“It’s been almost eight weeks since the suspension of regular treatment. Since then, we’ve only dealt with dental emergencies, ”said Paul Blanchard, executive director of the New Brunswick Dental Society.
Dentists and their staff prepare to see patients while following the appropriate guidelines provided by the Ministry of Public Health.
Blanchard said dentists would initially prioritize patients with urgent dental needs.
“We had a kind of rigid definition of what an emergency was. So it was facial or vehicular trauma or prolonged bleeding or swelling or pain that was unmanageable. “
Blanchard said that everything else had not been treated at the office but could have been treated with a prescription.

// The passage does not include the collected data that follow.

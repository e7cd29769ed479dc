use std::time::Duration;

use super::super::exit_status::ExitStatus;
use crate::pipeline::RunSummary;

#[derive(Debug)]
pub enum CommandSummary {
    Run(RunOutcome),
    Seed(SeedSummary),
    Status(StatusSummary),
    Init(InitSummary),
}

/// A directory run plus the wall-clock time it took.
#[derive(Debug)]
pub struct RunOutcome {
    pub summary: RunSummary,
    pub elapsed: Duration,
}

#[derive(Debug, Default)]
pub struct SeedSummary {
    pub files: usize,
    /// Rows written as new cache entries.
    pub inserted: usize,
    /// Rows whose source was already cached; the stored target wins.
    pub existing: usize,
    /// Rows with a blank source or target.
    pub skipped_blank: usize,
}

#[derive(Debug)]
pub struct StatusSummary {
    /// In-progress files with the next row each resumes from, sorted by path.
    pub in_progress: Vec<(String, usize)>,
    /// Completed files, sorted by path.
    pub completed: Vec<String>,
    pub cache_entries: usize,
}

#[derive(Debug)]
pub struct InitSummary {
    pub created: bool,
}

/// Result of running a phrasefill command.
pub struct CommandResult {
    pub summary: CommandSummary,
}

impl CommandResult {
    /// Exit status for the shell: a run that leaves work behind (unresolved
    /// rows, failed files, or an early stop) exits with `Failure`. The other
    /// commands report what exists and always succeed once they get this far.
    pub fn exit_status(&self) -> ExitStatus {
        match &self.summary {
            CommandSummary::Run(outcome) => {
                if outcome.summary.is_clean() {
                    ExitStatus::Success
                } else {
                    ExitStatus::Failure
                }
            }
            CommandSummary::Seed(_) | CommandSummary::Status(_) | CommandSummary::Init(_) => {
                ExitStatus::Success
            }
        }
    }
}
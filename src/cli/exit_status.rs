use std::process::ExitCode;

/// Exit status for CLI commands, following common conventions for batch
/// tools.
///
/// - `Success` (0): command completed and nothing is left to do
/// - `Failure` (1): command ran but left work behind (unresolved rows,
///   failed files, or an early stop)
/// - `Error` (2): command could not run (bad usage, config error, cache
///   unavailable)
#[derive(Copy, Clone, Debug, PartialEq, Eq)]
pub enum ExitStatus {
    Success,
    Failure,
    Error,
}

impl ExitStatus {
    fn code(self) -> u8 {
        match self {
            ExitStatus::Success => 0,
            ExitStatus::Failure => 1,
            ExitStatus::Error => 2,
        }
    }
}

impl From<ExitStatus> for ExitCode {
    fn from(status: ExitStatus) -> Self {
        ExitCode::from(status.code())
    }
}
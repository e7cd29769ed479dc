use std::{
    fs,
    path::{Path, PathBuf},
};

use anyhow::{Context, Result, bail};
use glob::Pattern;
use serde::{Deserialize, Serialize};

use crate::table::TableFormat;

pub const CONFIG_FILE_NAME: &str = ".phrasefillrc.json";

/// Extension of the table files picked up by a run, without the dot.
pub const TABLE_EXTENSION: &str = "csv";

#[derive(Debug, Deserialize, Serialize)]
#[serde(rename_all = "camelCase")]
pub struct Config {
    #[serde(default)]
    pub ignores: Vec<String>,
    #[serde(default = "default_source_column")]
    pub source_column: String,
    #[serde(default = "default_target_column")]
    pub target_column: String,
    /// Cell delimiter as a one-character string, the way it reads in JSON.
    #[serde(default = "default_delimiter")]
    pub delimiter: String,
    #[serde(default = "default_output_suffix")]
    pub output_suffix: String,
    #[serde(default = "default_cache_path")]
    pub cache_path: String,
    #[serde(default = "default_ledger_path")]
    pub ledger_path: String,
    #[serde(default)]
    pub provider: ProviderConfig,
}

#[derive(Debug, Deserialize, Serialize)]
#[serde(rename_all = "camelCase")]
pub struct ProviderConfig {
    #[serde(default = "default_endpoint")]
    pub endpoint: String,
    #[serde(default = "default_source_lang")]
    pub source_lang: String,
    #[serde(default = "default_target_lang")]
    pub target_lang: String,
    #[serde(default = "default_timeout_secs")]
    pub timeout_secs: u64,
}

fn default_source_column() -> String {
    "source".to_string()
}

fn default_target_column() -> String {
    "target".to_string()
}

fn default_delimiter() -> String {
    ";".to_string()
}

fn default_output_suffix() -> String {
    "_translated".to_string()
}

fn default_cache_path() -> String {
    "phrasefill.db".to_string()
}

fn default_ledger_path() -> String {
    "phrasefill-status.json".to_string()
}

fn default_endpoint() -> String {
    "http://127.0.0.1:1188/translate".to_string()
}

fn default_source_lang() -> String {
    "en".to_string()
}

fn default_target_lang() -> String {
    "fr".to_string()
}

fn default_timeout_secs() -> u64 {
    30
}

impl Default for Config {
    fn default() -> Self {
        Self {
            ignores: Vec::new(),
            source_column: default_source_column(),
            target_column: default_target_column(),
            delimiter: default_delimiter(),
            output_suffix: default_output_suffix(),
            cache_path: default_cache_path(),
            ledger_path: default_ledger_path(),
            provider: ProviderConfig::default(),
        }
    }
}

impl Default for ProviderConfig {
    fn default() -> Self {
        Self {
            endpoint: default_endpoint(),
            source_lang: default_source_lang(),
            target_lang: default_target_lang(),
            timeout_secs: default_timeout_secs(),
        }
    }
}

impl Config {
    /// Validate configuration values.
    ///
    /// Checks glob patterns in `ignores`, the delimiter, the output suffix,
    /// and the provider timeout.
    pub fn validate(&self) -> Result<()> {
        // Validate ignore patterns that contain glob wildcards (* or ?).
        // Patterns without wildcards are treated as literal directory paths,
        // so bracketed names like backup/[old] are valid without escaping.
        for pattern in &self.ignores {
            if pattern.contains('*') || pattern.contains('?') {
                Pattern::new(pattern).with_context(|| {
                    format!("Invalid glob pattern in 'ignores': \"{}\"", pattern)
                })?;
            }
        }

        self.delimiter_byte()?;

        if self.output_suffix.trim().is_empty() {
            bail!("'outputSuffix' must not be empty");
        }
        if self.provider.timeout_secs == 0 {
            bail!("'provider.timeoutSecs' must be at least 1");
        }

        Ok(())
    }

    /// The delimiter as the single byte the table reader wants.
    ///
    /// A one-character UTF-8 string of length one is necessarily ASCII,
    /// which is exactly the range the reader accepts.
    pub fn delimiter_byte(&self) -> Result<u8> {
        match self.delimiter.as_bytes() {
            [byte] => Ok(*byte),
            _ => bail!(
                "'delimiter' must be a single ASCII character, got {:?}",
                self.delimiter
            ),
        }
    }

    pub fn table_format(&self) -> Result<TableFormat> {
        Ok(TableFormat {
            delimiter: self.delimiter_byte()?,
            source_column: self.source_column.clone(),
            target_column: self.target_column.clone(),
        })
    }
}

pub fn default_config_json() -> Result<String> {
    let config = Config::default();
    serde_json::to_string_pretty(&config).context("Failed to generate default config.")
}

pub fn find_config_file(start_dir: &Path) -> Option<PathBuf> {
    let mut current = start_dir.to_path_buf();

    loop {
        let config_path = current.join(CONFIG_FILE_NAME);
        if config_path.exists() {
            return Some(config_path);
        }
        if current.join(".git").exists() {
            return None;
        }
        if !current.pop() {
            return None;
        }
    }
}

/// Result of loading configuration.
pub struct ConfigLoadResult {
    pub config: Config,
    /// True if config was loaded from a file, false if using defaults.
    pub from_file: bool,
}

pub fn load_config(start_dir: &Path) -> Result<ConfigLoadResult> {
    match find_config_file(start_dir) {
        Some(path) => {
            let content = fs::read_to_string(&path)?;
            let config: Config = serde_json::from_str(&content)
                .with_context(|| format!("Failed to parse config file: {:?}", path))?;
            config.validate()?;
            Ok(ConfigLoadResult {
                config,
                from_file: true,
            })
        }
        None => Ok(ConfigLoadResult {
            config: Config::default(),
            from_file: false,
        }),
    }
}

“So now we’re a little bit behind and we want to make sure in the first two to three weeks that dentists are really taking the time to put their resources into treating these patients.” “
Preselection before the visit
Patients will be screened by a call from the office to ensure that they have no symptoms associated with COVID-19. They can also have their temperature taken on arrival.
“We are going to ask them to wear a community mask. We will ask people to stay in their car when they arrive at the dental office and to call to let them know they are there. “
Blanchard said it was to avoid having people in the waiting room.

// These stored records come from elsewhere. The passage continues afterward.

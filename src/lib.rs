//! Phrasefill - batch translation for game phrase tables
//!
//! Phrasefill walks a directory of delimited phrase tables, fills in the
//! blank target cells through a DeepLX-compatible endpoint, and remembers
//! every finished phrase in a persistent cache so the same phrase is never
//! translated twice. Interrupted runs resume where they stopped via a
//! progress ledger.
//!
//! ## Module Structure
//!
//! - `cli`: Command-line interface layer (user-facing commands and reports)
//! - `config`: Configuration file loading and parsing
//! - `pipeline`: Directory runs, per-file translation, cancellation
//! - `cache`: Persistent phrase cache
//! - `ledger`: Resume offsets and completed-file tracking
//! - `provider`: Translation endpoint client
//! - `segment`: Placeholder-aware phrase splitting
//! - `table`: Delimited phrase-table I/O

pub mod cache;
pub mod cli;
pub mod config;
pub mod error;
pub mod ledger;
pub mod pipeline;
pub mod provider;
pub mod segment;
pub mod table;
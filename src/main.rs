use std::io;
use std::process::ExitCode;

use clap::Parser;
use phrasefill::cli::{Arguments, ExitStatus};
use tracing_subscriber::EnvFilter;

fn main() -> ExitCode {
    let args = Arguments::parse();

    let filter = if args.verbose() {
        EnvFilter::new("phrasefill=debug")
    } else {
        EnvFilter::from_default_env()
    };
    tracing_subscriber::fmt()
        .with_env_filter(filter)
        .with_writer(io::stderr)
        .init();

    match phrasefill::cli::run_cli(args) {
        Ok(status) => status.into(),
        Err(err) => {
            eprintln!("Error: {}", err);
            ExitStatus::Error.into()
        }
    }
}
use crate::AppState;
use crate::studio::SubmitError;
use axum::{
    Json,
    extract::{Path, State},
    http::StatusCode,
};
use shared::models::{GenerateVideoRequest, GeneratedVideo};
use uuid::Uuid;

pub async fn list_videos(State(state): State<AppState>) -> Json<Vec<GeneratedVideo>> {
    Json(state.studio.videos.list().await)
}

pub async fn get_video(
    State(state): State<AppState>,
    Path(video_id): Path<Uuid>,
) -> Result<Json<GeneratedVideo>, StatusCode> {
    state
        .studio
        .videos
        .get(video_id)
        .await
        .map(Json)
        .map_err(|_| StatusCode::NOT_FOUND)
}

pub async fn generate_video(
    State(state): State<AppState>,
    Json(payload): Json<GenerateVideoRequest>,
) -> Result<Json<GeneratedVideo>, (StatusCode, String)> {
    state
        .studio
        .submit(payload)
        .await
        .map(Json)
        .map_err(|e| {
            let status = match e {
                SubmitError::EmptyPrompt => StatusCode::BAD_REQUEST,
                SubmitError::MissingKey => StatusCode::UNAUTHORIZED,
            };
            (status, e.to_string())
        })
}
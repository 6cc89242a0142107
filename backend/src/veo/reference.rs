//! Conversion of character images (data URLs) into request reference images.

use super::GenerationError;
use super::types::{ReferenceImage, ReferenceType};
use base64::Engine;
use base64::engine::general_purpose::STANDARD;

const FALLBACK_MIME_TYPE: &str = "image/png";

/// Split a `data:image/<subtype>;base64,` header off the payload.
///
/// Returns the media type and the remaining base64 text, or `None` when the
/// string does not start with a recognized header.
fn split_data_url(data: &str) -> Option<(&str, &str)> {
    let rest = data.strip_prefix("data:")?;
    let (mime_type, payload) = rest.split_once(";base64,")?;
    let subtype = mime_type.strip_prefix("image/")?;
    if subtype.is_empty() || !subtype.bytes().all(|b| b.is_ascii_lowercase()) {
        return None;
    }
    Some((mime_type, payload))
}

/// Strip the data URL header, if any
pub fn strip_base64_header(data: &str) -> &str {
    split_data_url(data).map(|(_, payload)| payload).unwrap_or(data)
}

/// Media type named by the data URL header, falling back to `image/png`
pub fn mime_type_of(data: &str) -> &str {
    split_data_url(data)
        .map(|(mime, _)| mime)
        .unwrap_or(FALLBACK_MIME_TYPE)
}

/// Decode one stored character image into an `asset` reference.
pub fn decode_reference_image(data: &str) -> Result<ReferenceImage, GenerationError> {
    let bytes = STANDARD
        .decode(strip_base64_header(data).trim())
        .map_err(|e| GenerationError::InvalidReferenceImage(e.to_string()))?;
    if bytes.is_empty() {
        return Err(GenerationError::InvalidReferenceImage(
            "image is empty".to_string(),
        ));
    }
    Ok(ReferenceImage {
        bytes,
        mime_type: mime_type_of(data).to_string(),
        reference_type: ReferenceType::Asset,
    })
}

/// Encode raw image bytes as a data URL
pub fn to_data_url(mime_type: &str, bytes: &[u8]) -> String {
    format!("data:{};base64,{}", mime_type, STANDARD.encode(bytes))
}

#[cfg(test)]
mod tests {
    use super::*;

    #[test]
    fn strips_known_header_and_reads_mime_type() {
        let data = "data:image/jpeg;base64,/9j/4AAQ";

        assert_eq!(strip_base64_header(data), "/9j/4AAQ");
        assert_eq!(mime_type_of(data), "image/jpeg");
    }

    #[test]
    fn bare_base64_falls_back_to_png() {
        let data = "iVBORw0KGgo=";

        assert_eq!(strip_base64_header(data), data);
        assert_eq!(mime_type_of(data), "image/png");
    }

    #[test]
    fn unrecognized_header_is_left_alone() {
        // Subtypes with digits or symbols are not recognized
        let data = "data:image/svg+xml;base64,PHN2Zz4=";

        assert_eq!(strip_base64_header(data), data);
        assert_eq!(mime_type_of(data), "image/png");
    }

    #[test]
    fn decodes_payload_into_asset_reference() {
        let url = to_data_url("image/webp", b"RIFF1234");
        let image = decode_reference_image(&url).unwrap();

        assert_eq!(image.bytes, b"RIFF1234");
        assert_eq!(image.mime_type, "image/webp");
        assert_eq!(image.reference_type, ReferenceType::Asset);
    }

    #[test]
    fn rejects_undecodable_payload() {
        let err = decode_reference_image("data:image/png;base64,@@not base64@@").unwrap_err();
        assert!(matches!(err, GenerationError::InvalidReferenceImage(_)));
    }
}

“So there are a lot of things going to happen before you even set foot in the dental office. “
Unless it is a young child or someone who needs help, people should go to the office alone.
Dental hygienists will not resume cleaning and preventive dental care until June 1.
Blanchard said that slow or gradual opening will allow dentists and staff to get used to the new protocols with physical distance to the workplace.
“Initially, we don’t see a business as usual approach. We certainly see this as a gradual return. Initially, this could represent 30 to 60% of what a dental office could have done before COVID. “
Blanchard said they are also telling dentists to space the schedule more than they normally would to make sure there is no interaction between patients.
For anyone concerned about the treatment and transmission of COVID-19, the province said in a technical briefing on May 8 that dental clinics are experts in hygiene and sterilization. If the appropriate screening protocols are followed, the risk of transmission would be very low.